Nein, es wäre zu früh, die Flinte ins Korn zu werfen. Die Formierung einer antineoliberalen
und antikapitalistischen Partei, die dem Strukturwandel in der Arbeiterklasse Rechnung trägt und die Lehren aus dem Scheitern der Sozialdemokratie und des Stalinismus zieht, bleibt hochaktuell. Sie geht nur keinen graden Weg. Wer gehofft hat, die Konstituierung einer Wahlalternative aus dem traditionellen gewerkschaftsnahen und sozialdemokratischen Milieu würde schon die "Partei neuen Typs" bringen, die wir brauchen, sieht sich natürlich enttäuscht. Aber ehrlich gesagt, das wäre zu einfach gewesen. Zu vieles muss neu gedacht werden: das Verhältnis der Partei zu sozialen Bewegungen, das Verhältnis der Partei zu den staatlichen Institutionen, ihr internes Funktionieren, u.v.m. Es würde lügen, wer behauptete, die Antworten schon alle zu haben, in vieler Hinsicht betreten wir Neuland. Neue Formen, neue Erfahrungen müssen zugelassen werden, wir müssen experimentieren und das Recht verteidigen, dabei Fehler zu machen.

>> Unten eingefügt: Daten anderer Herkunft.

//! Configuration file handling

use serde::Deserialize;
use std::path::Path;

use super::paths::config_path;
use super::Result;

/// Main configuration structure
#[derive(Debug, Deserialize, Default)]
pub struct Config {
    /// Fixture input settings
    #[serde(default)]
    pub input: InputConfig,

    /// Recursion limits
    #[serde(default)]
    pub limits: Limits,
}

/// Fixture input settings
#[derive(Debug, Deserialize)]
pub struct InputConfig {
    /// Value passed to factorial and fibonacci
    #[serde(default = "default_number")]
    pub number: i32,
}

impl Default for InputConfig {
    fn default() -> Self {
        Self {
            number: default_number(),
        }
    }
}

fn default_number() -> i32 {
    crate::math::DEFAULT_NUMBER
}

/// Bounds applied before any recursion starts
#[derive(Debug, Deserialize)]
pub struct Limits {
    /// Largest accepted absolute input.
    ///
    /// Naive fibonacci is exponential, so this also bounds run time.
    #[serde(default = "default_max_number")]
    pub max_number: u32,
}

impl Default for Limits {
    fn default() -> Self {
        Self {
            max_number: default_max_number(),
        }
    }
}

fn default_max_number() -> u32 {
    40
}

impl Config {
    /// Load configuration from the default config file
    ///
    /// Returns default configuration if file doesn't exist
    pub fn load() -> Result<Self> {
        if let Some(path) = config_path() {
            if path.exists() {
                return Self::load_from(&path);
            }
        }
        Ok(Self::default())
    }

    /// Load configuration from an explicit path
    ///
    /// Unlike [`Config::load`], a missing file is an error here
    pub fn load_from(path: &Path) -> Result<Self> {
        let content = std::fs::read_to_string(path).map_err(|e| super::Error::FileRead {
            path: path.display().to_string(),
            error: e.to_string(),
        })?;
        Self::parse(&content)
    }

    /// Parse configuration from TOML text
    pub fn parse(content: &str) -> Result<Self> {
        toml::from_str(content).map_err(|e| super::Error::ConfigParse(e.to_string()))
    }

    /// Check `n` against the configured recursion limit
    pub fn check_input(&self, n: i32) -> Result<i32> {
        if n.unsigned_abs() > self.limits.max_number {
            return Err(super::Error::InputOutOfRange {
                n,
                max: self.limits.max_number,
            });
        }
        Ok(n)
    }
}
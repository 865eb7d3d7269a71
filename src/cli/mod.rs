//! CLI handling
//!
//! Resolves the fixture input, runs the computations and formats output.
//!
//! Without `--config`, a run reads `config.toml` from the user's config
//! directory (see [`crate::common::paths::config_path`]) when it exists.
//! Its `[input] number` changes the printed lines and an invalid file makes
//! the run exit 1. Pass `--number` or a `--config` file to pin the input.

use std::io::Write;

use crate::commands::Options;
use crate::common::config::Config;
use crate::common::Result;
use crate::report::{CallReport, Report};

/// Run the fixture against stdout/stderr
pub fn run(options: Options) -> Result<()> {
    let config = match &options.config {
        Some(path) => Config::load_from(path)?,
        None => Config::load()?,
    };

    let stdout = std::io::stdout();
    let stderr = std::io::stderr();
    run_with(&options, &config, &mut stdout.lock(), &mut stderr.lock())
}

/// Run the fixture with explicit config and output streams
pub fn run_with(
    options: &Options,
    config: &Config,
    out: &mut impl Write,
    err: &mut impl Write,
) -> Result<()> {
    // BREAKPOINT_MARKER: run_start
    let number = config.check_input(resolve_number(options, config))?;
    tracing::debug!(number, max_number = config.limits.max_number, "resolved input");

    // BREAKPOINT_MARKER: before_compute
    let report = Report::try_compute(number)?;

    if options.json {
        writeln!(out, "{}", report.to_json()?)?;
    } else {
        write!(out, "{report}")?;
    }
    out.flush()?;

    if options.stats {
        let calls = CallReport::collect(number);
        if options.json {
            writeln!(err, "{}", calls.to_json()?)?;
        } else {
            write!(err, "{calls}")?;
        }
    }

    // BREAKPOINT_MARKER: before_exit
    Ok(())
}

/// `--number` wins over the config file, which defaults to 5
fn resolve_number(options: &Options, config: &Config) -> i32 {
    options.number.unwrap_or(config.input.number)
}

#[cfg(test)]
mod tests {
    use super::*;
    use crate::Error;

    fn run_capture(options: Options, config: Config) -> Result<(String, String)> {
        let mut out = Vec::new();
        let mut err = Vec::new();
        run_with(&options, &config, &mut out, &mut err)?;
        Ok((
            String::from_utf8(out).unwrap(),
            String::from_utf8(err).unwrap(),
        ))
    }

    #[test]
    fn test_default_run() {
        let (out, err) = run_capture(Options::default(), Config::default()).unwrap();
        assert_eq!(
            out,
            "Calculating factorial and fibonacci for 5\n\
             Factorial of 5 is 120\n\
             Fibonacci number at position 5 is 5\n\
             Sum of array elements: 15\n"
        );
        assert!(err.is_empty());
    }

    #[test]
    fn test_number_precedence() {
        let config = Config::parse("[input]\nnumber = 7\n").unwrap();
        assert_eq!(resolve_number(&Options::default(), &config), 7);

        let options = Options {
            number: Some(3),
            ..Options::default()
        };
        assert_eq!(resolve_number(&options, &config), 3);
        assert_eq!(resolve_number(&Options::default(), &Config::default()), 5);
    }

    #[test]
    fn test_stats_go_to_stderr() {
        let options = Options {
            stats: true,
            ..Options::default()
        };
        let (out, err) = run_capture(options, Config::default()).unwrap();
        assert_eq!(out, Report::compute(5).to_string());
        assert!(err.contains("fibonacci: calls=15, max_depth=5"));
    }

    #[test]
    fn test_json_output() {
        let options = Options {
            json: true,
            number: Some(6),
            ..Options::default()
        };
        let (out, _) = run_capture(options, Config::default()).unwrap();
        let value: serde_json::Value = serde_json::from_str(&out).unwrap();
        assert_eq!(value["factorial"], 720);
        assert_eq!(value["fibonacci"], 8);
    }

    #[test]
    fn test_json_stats() {
        let options = Options {
            json: true,
            stats: true,
            ..Options::default()
        };
        let (out, err) = run_capture(options, Config::default()).unwrap();
        let report: serde_json::Value = serde_json::from_str(&out).unwrap();
        assert_eq!(report["number"], 5);

        let calls: serde_json::Value = serde_json::from_str(&err).unwrap();
        assert_eq!(calls["factorial"]["calls"], 5);
        assert_eq!(calls["fibonacci"]["calls"], 15);
        assert_eq!(calls["fibonacci"]["max_depth"], 5);
    }

    #[test]
    fn test_input_guard() {
        let options = Options {
            number: Some(41),
            ..Options::default()
        };
        assert!(matches!(
            run_capture(options, Config::default()),
            Err(Error::InputOutOfRange { n: 41, max: 40 })
        ));
    }

    #[test]
    fn test_overflow_is_reported() {
        let options = Options {
            number: Some(13),
            ..Options::default()
        };
        assert!(matches!(
            run_capture(options, Config::default()),
            Err(Error::Overflow { .. })
        ));
    }
}
//! CLI option definitions
//!
//! Defines the clap flags for the fixture binary. Every flag is optional;
//! running without any reproduces the fixture's default output, unless a
//! user config file (`$XDG_CONFIG_HOME/simple-program/config.toml` on Linux)
//! overrides the input.

use clap::Args;
use std::path::PathBuf;

#[derive(Args, Debug, Default, Clone)]
pub struct Options {
    /// Input for factorial and fibonacci (default: 5, or `[input] number` from config)
    #[arg(long, short, allow_negative_numbers = true)]
    pub number: Option<i32>,

    /// Read configuration from this file instead of the user config directory
    #[arg(long)]
    pub config: Option<PathBuf>,

    /// Print the report as JSON
    #[arg(long)]
    pub json: bool,

    /// Print call count and maximum stack depth to stderr (as JSON with --json)
    #[arg(long)]
    pub stats: bool,
}
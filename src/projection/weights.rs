//! Scoring policy for the categorical projection, as named weight tables.
//!
//! Each score is a weighted sum of trait strengths. A term either reads
//! the trait's global strength or its strength within one context tag.
//! The projector only evaluates these tables; changing the policy means
//! changing data here, not control flow.

use serde::{Deserialize, Serialize};

use crate::model::{Profile, SituationalContext};

const SOCIAL: SituationalContext = SituationalContext::SOCIAL;
const STRESS: SituationalContext = SituationalContext::STRESS;
const WORK: SituationalContext = SituationalContext::WORK;
const CONFLICT: SituationalContext = SituationalContext::CONFLICT;
const CREATIVE: SituationalContext = SituationalContext::CREATIVE;
const CRISIS: SituationalContext = SituationalContext::CRISIS;
const LEARNING: SituationalContext = SituationalContext::LEARNING;

// ============================================================================
// Terms
// ============================================================================

/// One `weight × strength(trait[, context])` term.
#[derive(Debug, Clone, Copy, PartialEq)]
pub struct WeightTerm {
    pub trait_id: &'static str,
    /// `None` reads the global strength.
    pub context: Option<SituationalContext>,
    pub weight: f64,
}

const fn global(trait_id: &'static str, weight: f64) -> WeightTerm {
    WeightTerm { trait_id, context: None, weight }
}

const fn within(trait_id: &'static str, context: SituationalContext, weight: f64) -> WeightTerm {
    WeightTerm { trait_id, context: Some(context), weight }
}

impl WeightTerm {
    pub fn evaluate(&self, profile: &Profile) -> f64 {
        let strength = match self.context {
            None => profile.strength(self.trait_id),
            Some(context) => profile.contextual_strength(self.trait_id, context),
        };
        self.weight * strength
    }
}

/// Weighted sum of a term table.
pub fn score(terms: &[WeightTerm], profile: &Profile) -> f64 {
    terms.iter().map(|t| t.evaluate(profile)).sum()
}

// ============================================================================
// Axes
// ============================================================================

/// One side of a binary axis.
#[derive(Debug, Clone, Copy)]
pub struct AxisSide {
    pub letter: char,
    pub terms: &'static [WeightTerm],
}

/// A binary axis; `tie` names the letter chosen when both sides score equal.
#[derive(Debug, Clone, Copy)]
pub struct AxisWeights {
    pub name: &'static str,
    pub first: AxisSide,
    pub second: AxisSide,
    pub tie: char,
}

/// The four axes in type-code order. Ties favor I, N, F and P.
pub static AXES: [AxisWeights; 4] = [
    AxisWeights {
        name: "energy",
        first: AxisSide {
            letter: 'E',
            terms: &[
                global("social_energizing", 1.0),
                global("assertive_expression", 0.8),
                global("externally_processing", 0.8),
                within("social_energizing", SOCIAL, 0.5),
            ],
        },
        second: AxisSide {
            letter: 'I',
            terms: &[
                global("solitude_recharging", 1.0),
                global("reflective_processing", 0.8),
                global("reserved_expression", 0.8),
                within("solitude_recharging", STRESS, 0.5),
            ],
        },
        tie: 'I',
    },
    AxisWeights {
        name: "information",
        first: AxisSide {
            letter: 'S',
            terms: &[
                global("concrete_detail", 1.0),
                global("practical_focus", 0.8),
                global("tradition_keeping", 0.6),
                within("concrete_detail", WORK, 0.5),
            ],
        },
        second: AxisSide {
            letter: 'N',
            terms: &[
                global("abstract_pattern", 1.0),
                global("future_orientation", 0.8),
                global("novelty_seeking", 0.6),
                within("abstract_pattern", CREATIVE, 0.5),
            ],
        },
        tie: 'N',
    },
    AxisWeights {
        name: "decisions",
        first: AxisSide {
            letter: 'T',
            terms: &[
                global("logical_analysis", 1.0),
                global("objective_critique", 0.8),
                global("control_seeking", 0.4),
                within("logical_analysis", CONFLICT, 0.5),
            ],
        },
        second: AxisSide {
            letter: 'F',
            terms: &[
                global("empathic_attunement", 1.0),
                global("harmony_seeking", 0.8),
                global("values_driven", 0.6),
                within("empathic_attunement", CONFLICT, 0.5),
            ],
        },
        tie: 'F',
    },
    AxisWeights {
        name: "structure",
        first: AxisSide {
            letter: 'J',
            terms: &[
                global("structure_seeking", 1.0),
                global("planning_ahead", 0.8),
                global("closure_seeking", 0.6),
                global("risk_averse", 0.3),
                within("structure_seeking", STRESS, 0.5),
            ],
        },
        second: AxisSide {
            letter: 'P',
            terms: &[
                global("spontaneity", 1.0),
                global("adaptive_flexibility", 0.8),
                global("option_keeping", 0.6),
                global("risk_taking", 0.3),
                within("adaptive_flexibility", CRISIS, 0.5),
            ],
        },
        tie: 'P',
    },
];

// ============================================================================
// Cognitive functions
// ============================================================================

/// The eight cognitive functions used for sub-trait discovery.
#[derive(Debug, Clone, Copy, PartialEq, Eq, Hash, Serialize, Deserialize)]
pub enum CognitiveFunction {
    Ne,
    Ni,
    Se,
    Si,
    Te,
    Ti,
    Fe,
    Fi,
}

impl CognitiveFunction {
    /// Function for a perceiving (`S`/`N`) or judging (`T`/`F`) letter.
    pub fn from_letter(letter: char, extraverted: bool) -> Option<Self> {
        Some(match (letter, extraverted) {
            ('N', true) => Self::Ne,
            ('N', false) => Self::Ni,
            ('S', true) => Self::Se,
            ('S', false) => Self::Si,
            ('T', true) => Self::Te,
            ('T', false) => Self::Ti,
            ('F', true) => Self::Fe,
            ('F', false) => Self::Fi,
            _ => return None,
        })
    }

    pub fn description(self) -> &'static str {
        match self {
            Self::Ne => "Extraverted intuition: generates possibilities and connections",
            Self::Ni => "Introverted intuition: converges on long-range patterns",
            Self::Se => "Extraverted sensing: acts on the immediate situation",
            Self::Si => "Introverted sensing: relies on proven experience",
            Self::Te => "Extraverted thinking: organizes people and resources toward goals",
            Self::Ti => "Introverted thinking: builds internally consistent frameworks",
            Self::Fe => "Extraverted feeling: reads and harmonizes group dynamics",
            Self::Fi => "Introverted feeling: measures choices against personal values",
        }
    }
}

impl std::fmt::Display for CognitiveFunction {
    fn fmt(&self, f: &mut std::fmt::Formatter<'_>) -> std::fmt::Result {
        let name = match self {
            Self::Ne => "Ne",
            Self::Ni => "Ni",
            Self::Se => "Se",
            Self::Si => "Si",
            Self::Te => "Te",
            Self::Ti => "Ti",
            Self::Fe => "Fe",
            Self::Fi => "Fi",
        };
        write!(f, "{name}")
    }
}

/// Composite score table for one cognitive function.
#[derive(Debug, Clone, Copy)]
pub struct FunctionWeights {
    pub function: CognitiveFunction,
    pub terms: &'static [WeightTerm],
}

pub static FUNCTIONS: [FunctionWeights; 8] = [
    FunctionWeights {
        function: CognitiveFunction::Ne,
        terms: &[
            global("novelty_seeking", 1.0),
            global("abstract_pattern", 0.6),
            global("externally_processing", 0.4),
            within("abstract_pattern", CREATIVE, 0.5),
        ],
    },
    FunctionWeights {
        function: CognitiveFunction::Ni,
        terms: &[
            global("future_orientation", 1.0),
            global("abstract_pattern", 0.6),
            global("reflective_processing", 0.4),
            within("future_orientation", CRISIS, 0.5),
        ],
    },
    FunctionWeights {
        function: CognitiveFunction::Se,
        terms: &[
            global("risk_taking", 1.0),
            global("spontaneity", 0.6),
            global("practical_focus", 0.4),
            within("risk_taking", CRISIS, 0.5),
        ],
    },
    FunctionWeights {
        function: CognitiveFunction::Si,
        terms: &[
            global("tradition_keeping", 1.0),
            global("concrete_detail", 0.6),
            global("risk_averse", 0.4),
            within("concrete_detail", STRESS, 0.5),
        ],
    },
    FunctionWeights {
        function: CognitiveFunction::Te,
        terms: &[
            global("planning_ahead", 1.0),
            global("control_seeking", 0.6),
            global("logical_analysis", 0.4),
            within("control_seeking", WORK, 0.5),
        ],
    },
    FunctionWeights {
        function: CognitiveFunction::Ti,
        terms: &[
            global("logical_analysis", 1.0),
            global("objective_critique", 0.6),
            global("reflective_processing", 0.4),
            within("logical_analysis", LEARNING, 0.5),
        ],
    },
    FunctionWeights {
        function: CognitiveFunction::Fe,
        terms: &[
            global("harmony_seeking", 1.0),
            global("empathic_attunement", 0.6),
            global("social_energizing", 0.4),
            within("harmony_seeking", SOCIAL, 0.5),
        ],
    },
    FunctionWeights {
        function: CognitiveFunction::Fi,
        terms: &[
            global("values_driven", 1.0),
            global("empathic_attunement", 0.4),
            global("solitude_recharging", 0.4),
            within("values_driven", CONFLICT, 0.5),
        ],
    },
];
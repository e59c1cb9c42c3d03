//! Answered questions and mirror-pair definitions.

use serde::{Deserialize, Serialize};
use super::TraitId;

/// One answered question, finalized from the response log.
#[derive(Debug, Clone, PartialEq, Serialize, Deserialize)]
pub struct VignetteResponse {
    pub vignette_id: String,
    /// Label of the final answer (e.g. `"A"`).
    pub option_label: String,
    /// Milliseconds between presentation and the final answer.
    pub elapsed_ms: u64,
    pub changed: bool,
    pub previous_label: Option<String>,
    pub change_count: u32,
}

impl VignetteResponse {
    /// A response answered once, with no edits.
    pub fn new(vignette_id: impl Into<String>, option_label: impl Into<String>, elapsed_ms: u64) -> Self {
        Self {
            vignette_id: vignette_id.into(),
            option_label: option_label.into(),
            elapsed_ms,
            changed: false,
            previous_label: None,
            change_count: 0,
        }
    }

    /// Mark the response as edited `changes` times, last from `previous`.
    pub fn with_change(mut self, previous: impl Into<String>, changes: u32) -> Self {
        self.changed = changes > 0;
        self.previous_label = Some(previous.into());
        self.change_count = changes;
        self
    }
}

/// How the two answers of a mirror pair are expected to relate.
#[derive(Debug, Clone, Copy, PartialEq, Eq, Hash, Serialize, Deserialize)]
#[serde(rename_all = "snake_case")]
pub enum ExpectedCorrelation {
    /// Both framings should draw the same answer.
    Positive,
    /// The framings are inverted; the same answer twice is inconsistent.
    Negative,
    /// Self frame vs other frame; probes attribution asymmetry.
    Asymmetry,
}

impl std::fmt::Display for ExpectedCorrelation {
    fn fmt(&self, f: &mut std::fmt::Formatter<'_>) -> std::fmt::Result {
        match self {
            ExpectedCorrelation::Positive => write!(f, "positive"),
            ExpectedCorrelation::Negative => write!(f, "negative"),
            ExpectedCorrelation::Asymmetry => write!(f, "asymmetry"),
        }
    }
}

/// Two vignettes probing the same trait from different framings.
///
/// For [`ExpectedCorrelation::Asymmetry`] pairs the first vignette is the
/// self frame and the second the other frame.
#[derive(Debug, Clone, PartialEq, Serialize, Deserialize)]
pub struct MirrorPair {
    pub vignette_1: String,
    pub vignette_2: String,
    pub trait_id: TraitId,
    pub expected: ExpectedCorrelation,
}

impl MirrorPair {
    pub fn new(
        vignette_1: impl Into<String>,
        vignette_2: impl Into<String>,
        trait_id: impl Into<TraitId>,
        expected: ExpectedCorrelation,
    ) -> Self {
        Self {
            vignette_1: vignette_1.into(),
            vignette_2: vignette_2.into(),
            trait_id: trait_id.into(),
            expected,
        }
    }
}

Wer davor Angst hat und sich dem Experimentieren verschließt, wird scheitern. Das ist gewiss. Denn das Ausmaß an gesellschaftlicher Umwälzung, die die neoliberalen "Reformen" bewirken, lässt sich mit dem Repertoire einer fordistisch geprägten Arbeiterbewegung nicht mehr bewältigen. Da kann man ganz gelassen sein. Die neue Partei, die wir brauchen, wird nicht in einem Handstreich erschaffen werden. Da wird es viele kleine und größere Zwischenschritte geben müssen. Es ist gar nicht so wenig, was die Linke bislang in der WASG erreicht hat. Gar manche in der WASG und in der LPDS trösten sich damit, im September werde der Berliner Spuk vorbei sein, dann werden endlich "normale Verhältnisse" einkehren. Ich bin mir da gar nicht so sicher.